When you find the word "filename" in a line of the entries, please copy the whole line.

▶ **DATA FOR REVIEW**
☆ ☆ ☆ ☆ ☆ ☆ ☆

//! Cryptographic primitives for Swift nodes
//!
//! - **Payload encryption**: ChaCha20-Poly1305 over zlib-compressed data with a
//!   random nonce per message
//! - **Scrambling**: the same cipher with a fixed per-node nonce, giving
//!   repeatable opaque tokens for short identifiers such as cookie names
//! - **Rotation**: a node holds several `Secret` epochs; new data is sealed
//!   under the newest and any held epoch may open old data

mod secret;

pub use secret::{Secret, SecretError, NONCE_SIZE, SECRET_SIZE};
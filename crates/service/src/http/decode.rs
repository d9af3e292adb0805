use axum::extract::{Form, State};
use axum::http::{header, HeaderMap, StatusCode};
use axum::response::{IntoResponse, Response};
use axum::Json;
use base64::engine::general_purpose::URL_SAFE_NO_PAD;
use base64::Engine;
use serde::{Deserialize, Serialize};

use common::operation::{ACCESS_KEY_PARAM, DATA_PARAM};
use common::prelude::{
    FormValues, NodeError, NodeStore, Pair, Results, ResultsError, Role, StoreError,
};

use super::{error_response, request_host};
use crate::ServiceState;

/// One returned value as seen by the caller
#[derive(Debug, Clone, Serialize, Deserialize, PartialEq, Eq)]
pub struct ValueResponse {
    pub key: String,
    pub value: String,
}

impl From<Pair> for ValueResponse {
    fn from(pair: Pair) -> Self {
        Self {
            key: pair.key,
            value: pair.value,
        }
    }
}

/// Open sealed results for the access node the request is addressed to and
/// return the values as a JSON array
pub async fn handler(
    State(state): State<ServiceState>,
    headers: HeaderMap,
    Form(fields): Form<Vec<(String, String)>>,
) -> Result<impl IntoResponse, DecodeError> {
    let form: FormValues = fields.into_iter().collect();
    if !state.access_allowed(form.get(ACCESS_KEY_PARAM)) {
        return Err(DecodeError::Unauthorized);
    }

    let host = request_host(&headers);
    let node = state
        .store()
        .get_node(&host)
        .await?
        .ok_or_else(|| DecodeError::UnknownHost(host.clone()))?;
    if node.role() != Role::Access {
        return Err(DecodeError::NotAccessNode(host));
    }

    let sealed = URL_SAFE_NO_PAD.decode(form.get(DATA_PARAM))?;
    let plain = node.decrypt(&sealed)?;
    let results = Results::decode(&plain)?;
    if !results.is_timestamp_valid(state.config().max_results_age()) {
        return Err(DecodeError::Expired);
    }

    tracing::debug!(node = %node.domain(), values = results.values.len(), "results decoded");
    let values: Vec<ValueResponse> = results.values.into_iter().map(Into::into).collect();

    Ok((
        [
            (header::ACCESS_CONTROL_ALLOW_ORIGIN, "*"),
            (header::CACHE_CONTROL, "no-cache"),
        ],
        Json(values),
    ))
}

#[derive(Debug, thiserror::Error)]
pub enum DecodeError {
    #[error("Not authorized")]
    Unauthorized,
    #[error("Host '{0}' is not a Swift node")]
    UnknownHost(String),
    #[error("Domain '{0}' is not an access node")]
    NotAccessNode(String),
    #[error("Store error: {0}")]
    Store(#[from] StoreError),
    #[error("Invalid data: {0}")]
    Base64(#[from] base64::DecodeError),
    #[error("Could not decrypt input: {0}")]
    Decrypt(#[from] NodeError),
    #[error(transparent)]
    Results(#[from] ResultsError),
    #[error("Results expired and can no longer be decrypted")]
    Expired,
}

impl IntoResponse for DecodeError {
    fn into_response(self) -> Response {
        let status = match &self {
            DecodeError::Unauthorized => StatusCode::UNAUTHORIZED,
            DecodeError::UnknownHost(_) | DecodeError::Store(_) => {
                tracing::error!("DECODE ERROR: {:?}", self);
                StatusCode::INTERNAL_SERVER_ERROR
            }
            DecodeError::NotAccessNode(_)
            | DecodeError::Base64(_)
            | DecodeError::Decrypt(_)
            | DecodeError::Results(_)
            | DecodeError::Expired => StatusCode::BAD_REQUEST,
        };
        if status != StatusCode::INTERNAL_SERVER_ERROR {
            tracing::warn!("DECODE: {}", self);
        }
        error_response(status, self)
    }
}
//! Key rotation while operations are in flight

mod common;

use chrono::{Duration, Utc};

use ::common::operation::{create_url, Defaults, Hop};
use ::common::prelude::{NodeStore, Secret};

#[tokio::test]
async fn operation_survives_rotation_of_next_node() {
    let store = common::setup_store(4);
    let url = create_url(
        &store,
        &Defaults::default(),
        &common::create_request(&[("bounces", "2"), ("a>2099-01-01", "1")]),
    )
    .await
    .unwrap();

    // Rotate the addressed node's key while the browser is following the
    // redirect
    let home = store
        .get_node(url.host_str().unwrap())
        .await
        .unwrap()
        .unwrap();
    let rotated = Secret::generate().unwrap();
    let rotated = Secret::from_key(&rotated.key_string(), Utc::now() + Duration::seconds(1)).unwrap();
    home.add_secret(rotated.clone());
    assert_eq!(home.secret().unwrap(), rotated);

    let (node, mut op) = common::receive(&store, &url).await;
    assert_eq!(node.domain(), home.domain());
    assert_eq!(op.values().len(), 1);
    assert!(matches!(
        op.bounce(&node, &[], Utc::now()).unwrap(),
        Hop::Next(_)
    ));
}

#[tokio::test]
async fn rotated_node_encrypts_under_newest_epoch() {
    let store = common::setup_store(1);
    let node = store.get_node("test-1.com").await.unwrap().unwrap();
    let original = node.secret().unwrap();

    let newer = Secret::generate().unwrap();
    let newer = Secret::from_key(&newer.key_string(), Utc::now() + Duration::minutes(5)).unwrap();
    node.add_secret(newer.clone());

    let sealed = node.encrypt(b"fresh").unwrap();
    assert!(newer.decrypt_and_decompress(&sealed).is_ok());
    assert!(original.decrypt_and_decompress(&sealed).is_err());
    assert_eq!(node.secrets().len(), 2);
}
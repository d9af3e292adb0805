use std::{
    fs,
    net::{IpAddr, Ipv4Addr, SocketAddr},
    path::Path,
};

use chrono::{DateTime, Utc};
use serde::{Deserialize, Serialize};

use common::operation::{Defaults, Html, Route};
use common::prelude::{MemoryNodeStore, Node, Role, Secret};

#[derive(Debug, Clone, Serialize, Deserialize)]
pub struct Config {
    /// address for the HTTP server to listen on
    #[serde(default = "default_listen_addr")]
    pub listen_addr: SocketAddr,
    /// scheme used in hop URLs between nodes
    #[serde(default = "default_scheme")]
    pub scheme: String,
    /// path storage nodes receive bounces on
    #[serde(default = "default_bounce_path")]
    pub bounce_path: String,
    /// number of storage hops when the caller does not ask for a count
    #[serde(default = "default_node_count")]
    pub node_count: u8,
    /// how long sealed results stay decodable, in seconds
    #[serde(default = "default_max_results_age_secs")]
    pub max_results_age_secs: i64,

    // ui defaults
    #[serde(default = "default_title")]
    pub title: String,
    #[serde(default = "default_message")]
    pub message: String,
    #[serde(default = "default_message_color")]
    pub message_color: String,
    #[serde(default = "default_background_color")]
    pub background_color: String,
    #[serde(default = "default_progress_color")]
    pub progress_color: String,

    /// keys callers must present in `accessKey`; empty means open access
    #[serde(default)]
    pub access_keys: Vec<String>,

    /// nodes served by this process
    #[serde(default)]
    pub nodes: Vec<NodeConfig>,
}

#[derive(Debug, Clone, Copy, PartialEq, Eq, Serialize, Deserialize)]
#[serde(rename_all = "snake_case")]
pub enum RoleConfig {
    Access,
    Storage,
}

impl From<RoleConfig> for Role {
    fn from(role: RoleConfig) -> Self {
        match role {
            RoleConfig::Access => Role::Access,
            RoleConfig::Storage => Role::Storage,
        }
    }
}

#[derive(Debug, Clone, Serialize, Deserialize)]
pub struct NodeConfig {
    pub network: String,
    pub domain: String,
    pub role: RoleConfig,
    /// when the node joined; defaults to load time
    #[serde(default)]
    pub created: Option<DateTime<Utc>>,
    pub expires: DateTime<Utc>,
    /// base64url key for the fixed-nonce scrambler
    pub scrambler: String,
    #[serde(default)]
    pub secrets: Vec<SecretConfig>,
}

#[derive(Debug, Clone, Serialize, Deserialize)]
pub struct SecretConfig {
    /// base64url encoded 32 byte key
    pub key: String,
    pub created: DateTime<Utc>,
}

fn default_listen_addr() -> SocketAddr {
    SocketAddr::new(IpAddr::V4(Ipv4Addr::new(0, 0, 0, 0)), 8080)
}

fn default_scheme() -> String {
    "https".to_string()
}

fn default_bounce_path() -> String {
    "/swift/bounce".to_string()
}

fn default_node_count() -> u8 {
    10
}

fn default_max_results_age_secs() -> i64 {
    60
}

fn default_title() -> String {
    "Swift".to_string()
}

fn default_message() -> String {
    "Bouncing to update your preferences".to_string()
}

fn default_message_color() -> String {
    "darkslategray".to_string()
}

fn default_background_color() -> String {
    "white".to_string()
}

fn default_progress_color() -> String {
    "darkgreen".to_string()
}

impl Default for Config {
    fn default() -> Self {
        Self {
            listen_addr: default_listen_addr(),
            scheme: default_scheme(),
            bounce_path: default_bounce_path(),
            node_count: default_node_count(),
            max_results_age_secs: default_max_results_age_secs(),
            title: default_title(),
            message: default_message(),
            message_color: default_message_color(),
            background_color: default_background_color(),
            progress_color: default_progress_color(),
            access_keys: Vec::new(),
            nodes: Vec::new(),
        }
    }
}

impl Config {
    pub fn load(path: &Path) -> Result<Self, ConfigError> {
        let raw = fs::read_to_string(path)?;
        let config: Config = toml::from_str(&raw)?;
        config.validate()?;
        Ok(config)
    }

    fn validate(&self) -> Result<(), ConfigError> {
        if !self.bounce_path.starts_with('/') {
            return Err(ConfigError::InvalidBouncePath(self.bounce_path.clone()));
        }
        if self.node_count == 0 || self.node_count == u8::MAX {
            return Err(ConfigError::InvalidNodeCount(self.node_count));
        }
        Ok(())
    }

    /// Defaults applied to create requests that omit parameters
    pub fn defaults(&self) -> Defaults {
        Defaults {
            node_count: self.node_count,
            html: Html {
                title: self.title.clone(),
                message: self.message.clone(),
                message_color: self.message_color.clone(),
                background_color: self.background_color.clone(),
                progress_color: self.progress_color.clone(),
            },
            route: Route {
                scheme: self.scheme.clone(),
                path: self.bounce_path.clone(),
            },
        }
    }

    pub fn max_results_age(&self) -> chrono::Duration {
        chrono::Duration::seconds(self.max_results_age_secs)
    }

    /// Build the node directory described by `nodes`
    pub fn build_store(&self) -> Result<MemoryNodeStore, ConfigError> {
        let store = MemoryNodeStore::new();
        let now = Utc::now();
        for entry in &self.nodes {
            let created = entry.created.unwrap_or(now);
            let scrambler = Secret::from_key(&entry.scrambler, created)
                .map_err(|e| ConfigError::InvalidNode(entry.domain.clone(), e.to_string()))?;
            let node = Node::new(
                entry.network.clone(),
                entry.domain.clone(),
                created,
                entry.expires,
                entry.role.into(),
                scrambler,
            )
            .map_err(|e| ConfigError::InvalidNode(entry.domain.clone(), e.to_string()))?;
            for secret in &entry.secrets {
                let secret = Secret::from_key(&secret.key, secret.created)
                    .map_err(|e| ConfigError::InvalidNode(entry.domain.clone(), e.to_string()))?;
                node.add_secret(secret);
            }
            if !node.is_active_at(now) {
                tracing::warn!(domain = %entry.domain, "node is not active");
            }
            store
                .set_node(node)
                .map_err(|e| ConfigError::InvalidNode(entry.domain.clone(), e.to_string()))?;
            tracing::info!(
                domain = %entry.domain,
                network = %entry.network,
                role = ?entry.role,
                "loaded node"
            );
        }
        Ok(store)
    }
}

#[derive(Debug, thiserror::Error)]
pub enum ConfigError {
    #[error("failed to read config: {0}")]
    Io(#[from] std::io::Error),
    #[error("failed to parse config: {0}")]
    Toml(#[from] toml::de::Error),
    #[error("bounce path '{0}' must start with '/'")]
    InvalidBouncePath(String),
    #[error("node count {0} must be between 1 and 254")]
    InvalidNodeCount(u8),
    #[error("invalid node '{0}': {1}")]
    InvalidNode(String, String),
}
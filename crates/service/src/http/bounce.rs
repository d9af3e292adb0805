use axum::extract::{Query, State};
use axum::http::{HeaderMap, StatusCode};
use axum::response::{IntoResponse, Redirect, Response};
use axum_extra::extract::cookie::{Cookie, CookieJar, SameSite};
use chrono::{DateTime, Utc};

use common::operation::DATA_PARAM;
use common::prelude::{
    FormValues, Hop, Node, NodeError, NodeStore, Operation, OperationError, Pair, Role, StoreError,
};

use super::{error_response, request_host};
use crate::ServiceState;

/// A storage hop: open the operation addressed to this node, merge the
/// values held in this node's cookies, store the merged values back and
/// redirect to the next node or to the caller.
pub async fn handler(
    State(state): State<ServiceState>,
    headers: HeaderMap,
    jar: CookieJar,
    Query(params): Query<Vec<(String, String)>>,
) -> Result<(CookieJar, Redirect), BounceError> {
    let params: FormValues = params.into_iter().collect();
    let host = request_host(&headers);
    let node = state
        .store()
        .get_node(&host)
        .await?
        .ok_or_else(|| BounceError::UnknownHost(host.clone()))?;
    if node.role() != Role::Storage {
        return Err(BounceError::NotStorageNode(host));
    }
    let network = state
        .store()
        .get_nodes(node.network())
        .await?
        .ok_or_else(|| BounceError::UnknownNetwork(node.network().to_string()))?;

    let mut operation = Operation::from_payload(
        &node,
        network,
        state.defaults().route.clone(),
        params.get(DATA_PARAM),
    )?;

    let stored = stored_pairs(&node, &jar, operation.table());
    let now = Utc::now();
    let hop = operation.bounce(&node, &stored, now)?;

    let secure = state.config().scheme == "https";
    let mut jar = jar;
    for pair in operation.values().iter().filter(|p| !p.is_expired_at(now)) {
        jar = jar.add(storage_cookie(&node, operation.table(), pair, now, secure)?);
    }

    if let Hop::Return(_) = hop {
        tracing::info!(node = %node.domain(), "operation returned to caller");
    }
    Ok((jar, Redirect::to(hop.url().as_str())))
}

/// Pairs this node holds for `table`. Cookies that belong to other tables or
/// no longer open under the node's secrets are skipped.
fn stored_pairs(node: &Node, jar: &CookieJar, table: &str) -> Vec<Pair> {
    jar.iter()
        .filter(|cookie| {
            node.cookie_table(cookie.name())
                .map(|t| t == table)
                .unwrap_or(false)
        })
        .filter_map(
            |cookie| match node.value_from_cookie(cookie.name(), cookie.value()) {
                Ok(pair) => Some(pair),
                Err(e) => {
                    tracing::debug!(node = %node.domain(), "ignoring stored cookie: {}", e);
                    None
                }
            },
        )
        .collect()
}

fn storage_cookie(
    node: &Node,
    table: &str,
    pair: &Pair,
    now: DateTime<Utc>,
    secure: bool,
) -> Result<Cookie<'static>, NodeError> {
    let name = node.cookie_name(table, pair)?;
    let value = node.value_to_cookie(pair, now)?;
    let max_age = time::Duration::seconds((pair.expires - now).num_seconds());
    Ok(Cookie::build((name, value))
        .path("/")
        .http_only(true)
        .secure(secure)
        .same_site(SameSite::Lax)
        .max_age(max_age)
        .build())
}

#[derive(Debug, thiserror::Error)]
pub enum BounceError {
    #[error("Host '{0}' is not a Swift node")]
    UnknownHost(String),
    #[error("Domain '{0}' is not a storage node")]
    NotStorageNode(String),
    #[error("Network '{0}' not found")]
    UnknownNetwork(String),
    #[error("Store error: {0}")]
    Store(#[from] StoreError),
    #[error(transparent)]
    Operation(#[from] OperationError),
    #[error("Failed to store values: {0}")]
    Cookie(#[from] NodeError),
}

impl IntoResponse for BounceError {
    fn into_response(self) -> Response {
        let status = match &self {
            BounceError::UnknownHost(_) | BounceError::NotStorageNode(_) => StatusCode::BAD_REQUEST,
            BounceError::Operation(e) if e.is_input_error() => StatusCode::BAD_REQUEST,
            _ => StatusCode::INTERNAL_SERVER_ERROR,
        };
        if status == StatusCode::BAD_REQUEST {
            tracing::warn!("BOUNCE: {}", self);
        } else {
            tracing::error!("BOUNCE ERROR: {:?}", self);
        }
        error_response(status, self)
    }
}
//! Symmetric key epochs using ChaCha20-Poly1305
//!
//! A `Secret` is one key epoch held by a node. Payloads are compressed with
//! zlib before sealing to keep redirect URLs short, and every seal uses a
//! fresh random nonce that is prepended to the output:
//! `nonce (12 bytes) || encrypted(zlib(plaintext)) || tag (16 bytes)`.
//!
//! The fixed-nonce path (`encrypt_with_nonce`) exists only for scrambling
//! short identifiers where a repeatable output is required.

use std::fmt;
use std::io::{Read, Write};

use base64::engine::general_purpose::URL_SAFE_NO_PAD;
use base64::Engine;
use chacha20poly1305::{
    aead::{Aead, KeyInit},
    ChaCha20Poly1305, Key, Nonce,
};
use chrono::{DateTime, Utc};
use flate2::read::ZlibDecoder;
use flate2::write::ZlibEncoder;
use flate2::Compression;

/// Size of ChaCha20-Poly1305 nonce in bytes
pub const NONCE_SIZE: usize = 12;
/// Size of ChaCha20-Poly1305 key in bytes (256 bits)
pub const SECRET_SIZE: usize = 32;

/// Errors that can occur during encryption/decryption
#[derive(Debug, thiserror::Error)]
pub enum SecretError {
    #[error("invalid key: {0}")]
    InvalidKey(String),
    #[error("data too short for nonce")]
    TooShort,
    #[error("authentication failed")]
    AuthenticationFailed,
    #[error("encrypt error")]
    EncryptFailed,
    #[error("compress error: {0}")]
    CompressFailed(std::io::Error),
    #[error("decompress error: {0}")]
    DecompressFailed(std::io::Error),
    #[error("failed to generate random bytes: {0}")]
    Random(getrandom::Error),
}

/// A single key epoch: 256 bits of key material and the time it was created
#[derive(Clone, PartialEq, Eq)]
pub struct Secret {
    key: [u8; SECRET_SIZE],
    time_stamp: DateTime<Utc>,
}

impl fmt::Debug for Secret {
    fn fmt(&self, f: &mut fmt::Formatter<'_>) -> fmt::Result {
        f.debug_struct("Secret")
            .field("time_stamp", &self.time_stamp)
            .finish_non_exhaustive()
    }
}

impl Secret {
    /// Generate a new random secret created now
    pub fn generate() -> Result<Self, SecretError> {
        let mut key = [0; SECRET_SIZE];
        getrandom::getrandom(&mut key).map_err(SecretError::Random)?;
        Ok(Self {
            key,
            time_stamp: Utc::now(),
        })
    }

    /// Create a secret from a base64url (no padding) encoded 32 byte key
    pub fn from_key(key: &str, created: DateTime<Utc>) -> Result<Self, SecretError> {
        let raw = URL_SAFE_NO_PAD
            .decode(key)
            .map_err(|e| SecretError::InvalidKey(e.to_string()))?;
        Self::from_slice(&raw, created)
    }

    /// Create a secret from raw key bytes
    ///
    /// # Errors
    ///
    /// Returns an error if the slice length is not exactly `SECRET_SIZE` bytes.
    pub fn from_slice(data: &[u8], created: DateTime<Utc>) -> Result<Self, SecretError> {
        if data.len() != SECRET_SIZE {
            return Err(SecretError::InvalidKey(format!(
                "invalid secret size, expected {}, got {}",
                SECRET_SIZE,
                data.len()
            )));
        }
        let mut key = [0; SECRET_SIZE];
        key.copy_from_slice(data);
        Ok(Self {
            key,
            time_stamp: created,
        })
    }

    /// The key in the same encoding accepted by [`Secret::from_key`]
    pub fn key_string(&self) -> String {
        URL_SAFE_NO_PAD.encode(self.key)
    }

    pub fn time_stamp(&self) -> DateTime<Utc> {
        self.time_stamp
    }

    fn cipher(&self) -> ChaCha20Poly1305 {
        ChaCha20Poly1305::new(Key::from_slice(&self.key))
    }

    /// Seal `data` with a caller supplied nonce. The output is
    /// `nonce || ciphertext` and is identical for identical inputs.
    pub fn encrypt_with_nonce(
        &self,
        data: &[u8],
        nonce: &[u8; NONCE_SIZE],
    ) -> Result<Vec<u8>, SecretError> {
        let ciphertext = self
            .cipher()
            .encrypt(Nonce::from_slice(nonce), data)
            .map_err(|_| SecretError::EncryptFailed)?;

        let mut out = Vec::with_capacity(NONCE_SIZE + ciphertext.len());
        out.extend_from_slice(nonce);
        out.extend_from_slice(&ciphertext);
        Ok(out)
    }

    /// Open `nonce || ciphertext` produced by either encryption path
    pub fn decrypt(&self, data: &[u8]) -> Result<Vec<u8>, SecretError> {
        if data.len() < NONCE_SIZE {
            return Err(SecretError::TooShort);
        }
        let (nonce, ciphertext) = data.split_at(NONCE_SIZE);
        self.cipher()
            .decrypt(Nonce::from_slice(nonce), ciphertext)
            .map_err(|_| SecretError::AuthenticationFailed)
    }

    /// Compress then seal with a random nonce
    pub fn compress_and_encrypt(&self, data: &[u8]) -> Result<Vec<u8>, SecretError> {
        let mut encoder = ZlibEncoder::new(Vec::new(), Compression::default());
        encoder
            .write_all(data)
            .map_err(SecretError::CompressFailed)?;
        let compressed = encoder.finish().map_err(SecretError::CompressFailed)?;

        let mut nonce = [0u8; NONCE_SIZE];
        getrandom::getrandom(&mut nonce).map_err(SecretError::Random)?;
        self.encrypt_with_nonce(&compressed, &nonce)
    }

    /// Split the nonce from the front, open, then decompress
    pub fn decrypt_and_decompress(&self, data: &[u8]) -> Result<Vec<u8>, SecretError> {
        let compressed = self.decrypt(data)?;
        let mut decoder = ZlibDecoder::new(compressed.as_slice());
        let mut out = Vec::new();
        decoder
            .read_to_end(&mut out)
            .map_err(SecretError::DecompressFailed)?;
        Ok(out)
    }
}
use std::sync::Arc;

use common::operation::Defaults;
use common::prelude::MemoryNodeStore;

use super::config::{Config, ConfigError};

/// Main service state shared by every request handler
#[derive(Clone)]
pub struct State {
    store: MemoryNodeStore,
    config: Arc<Config>,
    defaults: Arc<Defaults>,
}

impl State {
    pub fn from_config(config: Config) -> Result<Self, StateSetupError> {
        let store = config.build_store()?;
        tracing::info!(nodes = config.nodes.len(), "node directory loaded");
        Ok(Self::with_store(config, store))
    }

    pub fn with_store(config: Config, store: MemoryNodeStore) -> Self {
        let defaults = Arc::new(config.defaults());
        Self {
            store,
            config: Arc::new(config),
            defaults,
        }
    }

    pub fn store(&self) -> &MemoryNodeStore {
        &self.store
    }

    pub fn config(&self) -> &Config {
        &self.config
    }

    pub fn defaults(&self) -> &Defaults {
        &self.defaults
    }

    /// A caller is allowed when no access keys are configured or the key it
    /// presented is one of them
    pub fn access_allowed(&self, access_key: &str) -> bool {
        self.config.access_keys.is_empty()
            || self.config.access_keys.iter().any(|k| k == access_key)
    }
}

#[derive(Debug, thiserror::Error)]
pub enum StateSetupError {
    #[error("config error: {0}")]
    Config(#[from] ConfigError),
}

#[cfg(test)]
mod tests {
    use super::*;

    #[test]
    fn test_access_allowed() {
        let open = State::with_store(Config::default(), MemoryNodeStore::new());
        assert!(open.access_allowed(""));

        let config = Config {
            access_keys: vec!["k1".to_string(), "k2".to_string()],
            ..Config::default()
        };
        let closed = State::with_store(config, MemoryNodeStore::new());
        assert!(closed.access_allowed("k2"));
        assert!(!closed.access_allowed(""));
        assert!(!closed.access_allowed("k3"));
    }
}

☆ ☆ ☆ ☆ ☆ ☆ ☆

▶ **TASK SOLUTION**
filename crates/service/src/http/decode.rs
filename crates/service/src/http/bounce.rs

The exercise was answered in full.